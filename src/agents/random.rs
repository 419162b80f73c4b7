use crate::core::{Coord, Decision, GameRng, Move, Phase, PieceSlot, BOARD_SIZE, DIRECTIONS};
use crate::rules::{legal_turns, EgocentricView};

use super::Agent;

/// Uniform over legal full turns. Never forfeits while a turn exists.
#[derive(Clone, Debug)]
pub struct RandomValidated {
    rng: GameRng,
}

impl RandomValidated {
    #[must_use]
    pub fn new(rng: GameRng) -> Self {
        Self { rng }
    }
}

impl Agent for RandomValidated {
    fn name(&self) -> &str {
        "random-validated"
    }

    fn decide(&mut self, view: &EgocentricView, phase: Phase) -> Decision {
        match phase {
            Phase::Setup => self
                .rng
                .choose(&view.unoccupied())
                .map_or(Decision::NoLegalMove, |&at| Decision::Place(at)),
            Phase::Play => self
                .rng
                .choose(&legal_turns(view))
                .map_or(Decision::NoLegalMove, |&mv| Decision::Play(mv)),
        }
    }
}

/// Uniform over every slot, direction and cell with no validation at all.
/// Loses most games by forfeit; useful as a baseline.
#[derive(Clone, Debug)]
pub struct UniformRandom {
    rng: GameRng,
}

impl UniformRandom {
    #[must_use]
    pub fn new(rng: GameRng) -> Self {
        Self { rng }
    }
}

impl Agent for UniformRandom {
    fn name(&self) -> &str {
        "uniform-random"
    }

    fn decide(&mut self, _view: &EgocentricView, phase: Phase) -> Decision {
        match phase {
            Phase::Setup => Decision::Place(Coord::new(
                self.rng.gen_range_i8(0..BOARD_SIZE),
                self.rng.gen_range_i8(0..BOARD_SIZE),
            )),
            Phase::Play => {
                let slot = PieceSlot::ALL[self.rng.gen_range_usize(0..PieceSlot::ALL.len())];
                let move_dir = DIRECTIONS[self.rng.gen_range_usize(0..DIRECTIONS.len())];
                let build_dir = DIRECTIONS[self.rng.gen_range_usize(0..DIRECTIONS.len())];
                Decision::Play(Move::new(slot, move_dir, build_dir))
            }
        }
    }
}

### TASK PROMPT:
From the line containing "Phase::Setup => self" through the last line of the records, output each line exactly and nothing more.

### ANSWER SPACE:
            Phase::Setup => self
                .rng
                .choose(&view.unoccupied())
                .map_or(Decision::NoLegalMove, |&at| Decision::Place(at)),
            Phase::Play => self
                .rng
                .choose(&legal_turns(view))
                .map_or(Decision::NoLegalMove, |&mv| Decision::Play(mv)),
        }
    }
}

/// Uniform over every slot, direction and cell with no validation at all.
/// Loses most games by forfeit; useful as a baseline.
#[derive(Clone, Debug)]
pub struct UniformRandom {
    rng: GameRng,
}

impl UniformRandom {
    #[must_use]
    pub fn new(rng: GameRng) -> Self {
        Self { rng }
    }
}

impl Agent for UniformRandom {
    fn name(&self) -> &str {
        "uniform-random"
    }

    fn decide(&mut self, _view: &EgocentricView, phase: Phase) -> Decision {
        match phase {
            Phase::Setup => Decision::Place(Coord::new(
                self.rng.gen_range_i8(0..BOARD_SIZE),
                self.rng.gen_range_i8(0..BOARD_SIZE),
            )),
            Phase::Play => {
                let slot = PieceSlot::ALL[self.rng.gen_range_usize(0..PieceSlot::ALL.len())];
                let move_dir = DIRECTIONS[self.rng.gen_range_usize(0..DIRECTIONS.len())];
                let build_dir = DIRECTIONS[self.rng.gen_range_usize(0..DIRECTIONS.len())];
                Decision::Play(Move::new(slot, move_dir, build_dir))
            }
        }
    }
}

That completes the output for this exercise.